I believe this is incorrect.
I'm quoting Joel Jamieson here, from a forum thread elsewhere from many years ago, but a quote that I kept: "It's also important to realize that while yes on an individual muscle fiber level the alactic system is only capable of regenerating ATP for 10 seconds, the body is not a single muscle fiber and every fiber in the body is never contracting all at once. When one motor unit or a group of motor unit fatigues and runs out of alactic substrates, there are still other motor units than then come into play while the first group can oxidatively phosophoralated to then fire alactically again. In this way the alactic system can provide energy for much longer than just 10 seconds."
So the rate of fiber recruitment and the amount of recruitment comes into play, not just the Time Under Tension.
In either case it isn't clear that you can selectively train just the fastest fibers, and even they are PCr/Glycolytic Bi fuel capable (all the fast fiber types are).
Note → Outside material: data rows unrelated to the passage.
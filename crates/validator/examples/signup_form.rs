//! A sign-up form driven from the terminal.
//!
//! Simulates a user filling in four fields, then submitting. Run with
//! `RUST_LOG=form_validator=debug` to see visibility changes and shakes.

use std::time::Duration;

use form_validator::prelude::*;
use tracing_subscriber::EnvFilter;

fn report(name: &str, field: &TextFieldValidator) {
    let status = match field.outcome() {
        None => "-".to_owned(),
        Some(outcome) => outcome.to_string(),
    };
    let text = field.supporting_text(Outcome::Info).unwrap_or_default();
    println!("  {name:<10} {:<22} [{status}] {text}", format!("{:?}", &*field.text()));
}

#[tokio::main(flavor = "current_thread")]
async fn main() -> Result<(), ConfigError> {
    tracing_subscriber::fmt()
        .with_env_filter(EnvFilter::from_default_env())
        .init();

    let config = FieldConfig::from_json(
        r#"{ "shake_on_invalid": true, "shake": { "strength": "normal", "step_ms": 30 } }"#,
    )?;

    let mut email = TextFieldValidator::with_config(
        TextFieldValue::default(),
        vec![Box::new(Required), Box::new(Email)],
        config.clone(),
    );
    let mut password = TextFieldValidator::with_config(
        TextFieldValue::default(),
        vec![Box::new(Required), Box::new(MinLength::new(8).exclude_whitespace())],
        config.clone(),
    );
    let mut confirm = TextFieldValidator::with_config(TextFieldValue::default(), vec![], config)
        .rule(Required)
        .rule(PasswordMatches::new(password.handle()));
    let mut phone = TextFieldValidator::from_text("", vec![Box::new(Phone::region("GB"))]);

    println!("before typing:");
    for (name, field) in [("email", &email), ("password", &password), ("confirm", &confirm), ("phone", &phone)] {
        report(name, field);
    }

    email.on_text_change("jane@");
    password.on_text_change("hunter 2");
    confirm.on_text_change("hunter 2");
    phone.on_text_change("07740973910");

    println!("after typing:");
    for (name, field) in [("email", &email), ("password", &password), ("confirm", &confirm), ("phone", &phone)] {
        report(name, field);
    }

    let passed = {
        let fields: [&mut dyn FieldValidation; 4] = [&mut email, &mut password, &mut confirm, &mut phone];
        validate_all(fields)
    };
    println!("submit: {}", if passed { "accepted" } else { "rejected" });

    tokio::time::sleep(Duration::from_millis(45)).await;
    println!("email shake offset mid-animation: {:.1}", email.shake_offset());

    email.on_text_change("jane@example.com");
    password.on_text_change("correct horse");
    confirm.on_text_change("correct horse");

    let fields: [&mut dyn FieldValidation; 4] = [&mut email, &mut password, &mut confirm, &mut phone];
    let outcome = validate_all_with_result(fields);
    println!("resubmit: {outcome}");
    Ok(())
}
//! Visibility of a field's validation feedback.

/// Whether validation feedback is shown for a field.
///
/// Fields start [`Hidden`](Self::Hidden) so the user is not greeted by a
/// wall of errors, become [`Visible`](Self::Visible) once they interact, and
/// go back to hidden on reset.
#[derive(Debug, Clone, Copy, PartialEq, Eq, Hash)]
pub enum VisibilityState {
    /// No feedback yet.
    Hidden,
    /// Feedback is shown. `show_error` decides whether errors are flagged as
    /// such (`is_error`) or only listed as supporting text.
    Visible {
        /// Errors are flagged.
        show_error: bool,
    },
}

impl VisibilityState {
    /// `true` unless hidden.
    #[must_use]
    pub const fn is_visible(self) -> bool {
        matches!(self, Self::Visible { .. })
    }

    /// `true` when visible with errors flagged.
    #[must_use]
    pub const fn shows_error(self) -> bool {
        matches!(self, Self::Visible { show_error: true })
    }

    /// Next state after the user interacted.
    ///
    /// `Some(flag)` requests `show_error = flag`. `None` keeps the current
    /// flag of a visible field and shows errors on a hidden one. An already
    /// visible field never goes from showing errors back to not showing them.
    #[must_use]
    pub const fn to_visible(self, show_error: Option<bool>) -> Self {
        let current = self.shows_error();
        let requested = match (show_error, self) {
            (Some(flag), _) => flag,
            (None, Self::Hidden) => true,
            (None, Self::Visible { .. }) => current,
        };
        Self::Visible {
            show_error: current || requested,
        }
    }
}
You can train to ensure you hit the fastest fibers but you'll be recruiting everything else to do so.
I also believe this is incorrect, but I'm not sure I understand it well enough to state the case. I think if you do something with increasing intensity, such as an arm wrestling match where you start out with gentle pressure then slowly ramp it up until both sides are maxed out and then one wins, then yes I think you are recruiting all fibers more or less sequentially -- the slow, then the faster, then the fastest (then the fastest fatigue and strength drops off). But when you do something hard and fast, like ballistics, I think you recruit the fastest fibers immediately, more or less bypassing the slower fibers.
Methods of repeat training involving more glycolysis like squats for instance have different benefits as I understand it. Though the energy pathways used are different I'm unclear as to the reason why the CV benefits aren't quite the same. The aerobic 'pumping down' between sets is the same no? Isn't the ATP replenishment mechanism the same regardless of lactate level?
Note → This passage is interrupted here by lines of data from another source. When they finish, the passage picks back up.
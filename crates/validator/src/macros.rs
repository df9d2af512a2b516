//! Macros for declaring rules with minimal boilerplate.
//!
//! # Available Macros
//!
//! - [`rule!`]: declare a stateless rule (struct + `ValidationRule` impl)
//!
//! # Examples
//!
//! ```rust,ignore
//! use form_validator::rule;
//! use form_validator::foundation::{ValidationMessage, templates};
//!
//! // Always evaluated, blank input included.
//! rule! {
//!     pub NoSpaces for str;
//!     check(input) { !input.contains(' ') }
//!     message(input) { ValidationMessage::literal("No spaces allowed") }
//! }
//!
//! // Blank input passes without running the check.
//! rule! {
//!     pub Numeric for str;
//!     skip_blank;
//!     check(input) { input.parse::<i64>().is_ok() }
//!     message(input) { ValidationMessage::template(templates::NUMERIC) }
//! }
//! ```

// ============================================================================
// RULE MACRO
// ============================================================================

/// Creates a stateless rule: a unit struct and its `ValidationRule`
/// implementation.
///
/// `#[derive(Debug, Clone, Copy, Default, PartialEq, Eq, Hash)]` is always
/// applied. The `check` block decides pass or fail; the `message` block builds
/// the [`ValidationMessage`](crate::foundation::ValidationMessage) for a
/// failure and only runs when the check fails.
///
/// # Variants
///
/// **Always evaluated**:
/// ```rust,ignore
/// rule! {
///     pub Required for str;
///     check(input) { !input.trim().is_empty() }
///     message(input) { ValidationMessage::template(templates::REQUIRED) }
/// }
/// ```
///
/// **Blank skipped** (only for `str` inputs): a blank value is a success and
/// the check never sees it.
/// ```rust,ignore
/// rule! {
///     pub Email for str;
///     skip_blank;
///     check(input) { is_email(input) }
///     message(input) { ValidationMessage::template(templates::EMAIL) }
/// }
/// ```
#[macro_export]
macro_rules! rule {
    // ── Variant 1: blank input short-circuits to success ────────────────
    (
        $(#[$meta:meta])*
        $vis:vis $name:ident for str;
        skip_blank;
        check($inp:ident) $check:block
        message($minp:ident) $msg:block
    ) => {
        $crate::rule! {
            @emit
            $(#[$meta])*
            $vis $name for str;
            guard(value) { value.trim().is_empty() }
            check($inp) $check
            message($minp) $msg
        }
    };

    // ── Variant 2: always evaluated ─────────────────────────────────────
    (
        $(#[$meta:meta])*
        $vis:vis $name:ident for $input:ty;
        check($inp:ident) $check:block
        message($minp:ident) $msg:block
    ) => {
        $crate::rule! {
            @emit
            $(#[$meta])*
            $vis $name for $input;
            guard(value) { false }
            check($inp) $check
            message($minp) $msg
        }
    };

    // ── Internal: struct + impl ─────────────────────────────────────────
    (
        @emit
        $(#[$meta:meta])*
        $vis:vis $name:ident for $input:ty;
        guard($ginp:ident) $guard:block
        check($inp:ident) $check:block
        message($minp:ident) $msg:block
    ) => {
        $(#[$meta])*
        #[derive(Debug, Clone, Copy, Default, PartialEq, Eq, Hash)]
        $vis struct $name;

        impl $crate::foundation::ValidationRule<$input> for $name {
            #[allow(unused_variables)]
            fn validate(&self, value: &$input) -> $crate::foundation::ValidationResult {
                let $ginp = value;
                if $guard {
                    return $crate::foundation::ValidationResult::success();
                }
                let $inp = value;
                if $check {
                    $crate::foundation::ValidationResult::success()
                } else {
                    let $minp = value;
                    $crate::foundation::ValidationResult::error($msg)
                }
            }
        }
    };
}

// ============================================================================
// TESTS
// ============================================================================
I think this is generally true, yes... but there are more by-products to clear from glycolysis, so the things going on with the blood and energy systems are slightly different. And your point makes me wonder -- if we're doing something like squats, burning glycogen and producting lactate, using the medium fast fibers and not the fastest fibers, are we depleting PCr (the alactic energy) just as much as if we do something like a limit strength move or a ballistic move? I don't know...
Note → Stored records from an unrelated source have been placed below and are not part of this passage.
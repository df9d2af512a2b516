//! # form-validator
//!
//! Reactive validation for form fields: a value, an ordered list of rules,
//! and the state that decides when the user gets to see the result.
//!
//! ## Quick Start
//!
//! ```rust,ignore
//! use form_validator::prelude::*;
//!
//! let mut email = TextFieldValidator::from_text("", vec![Box::new(Required), Box::new(Email)]);
//! let mut password = TextFieldValidator::from_text("", vec![Box::new(MinLength::new(8))]);
//! let mut confirm = TextFieldValidator::from_text("", vec![])
//!     .rule(PasswordMatches::new(password.handle()));
//!
//! // Bind `on_text_change`, `is_error()` and `supporting_text(..)` to the UI,
//! // then on submit:
//! let fields: [&mut dyn FieldValidation; 3] = [&mut email, &mut password, &mut confirm];
//! if validate_all(fields) {
//!     // submit
//! }
//! ```
//!
//! ## Writing Rules
//!
//! Implement [`ValidationRule`](foundation::ValidationRule), pass a closure
//! `Fn(&T) -> ValidationResult`, or use the [`rule!`] macro for stateless
//! rules.
//!
//! ## Built-in Rules
//!
//! - **Text**: [`Required`](rules::Required), [`Numeric`](rules::Numeric),
//!   [`Decimal`](rules::Decimal), [`MinValue`](rules::MinValue),
//!   [`MaxValue`](rules::MaxValue), [`Email`](rules::Email),
//!   [`Phone`](rules::Phone)
//! - **Length**: [`MinLength`](rules::MinLength), [`MaxLength`](rules::MaxLength)
//! - **Dates**: [`DayOfMonth`](rules::DayOfMonth),
//!   [`MonthOfYear`](rules::MonthOfYear), [`Year`](rules::Year)
//! - **Cross-field**: [`PasswordMatches`](rules::PasswordMatches)
//! - **Generic**: [`NotNull`](rules::NotNull), [`ListNotEmpty`](rules::ListNotEmpty),
//!   [`InList`](rules::InList), [`IsChecked`](rules::IsChecked),
//!   [`IsNotChecked`](rules::IsNotChecked)
//!
//! ## Threading
//!
//! Fields are `!Send` and belong to the UI thread. The only background work is
//! the shake animation, spawned on tokio through a
//! [`ShakeScope`](shake::ShakeScope).

pub mod field;
pub mod foundation;
mod macros;
pub mod predicates;
pub mod prelude;
pub mod rules;
pub mod shake;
I always think about these things on bike rides. Because cycling, unlike running, is not at all a constant LSD type activity. At times you are pedaling with incredibly explosive power just like heavy swings or snatches, at other times sustained efforts like a long set of squats, other times tempo like a fast run, other times easy like a jog or walk. Throughout a ride it's constantly changing. And obviously it's not like the energy systems in the body are flipping switches on and off all that time. In my mind it's all a big blur of effort going on in the body to supply the necessary energy through all of its incredibly flexible pathways, and I tend to think that it's like that during kettlebell or other similar exercises too -- not these neat little categories that we try to put things in. But we certainly can target certain adaptations and emphasize different things with our training, therefore it's useful to try and understand the qualities of the activities which target the adaptations we want.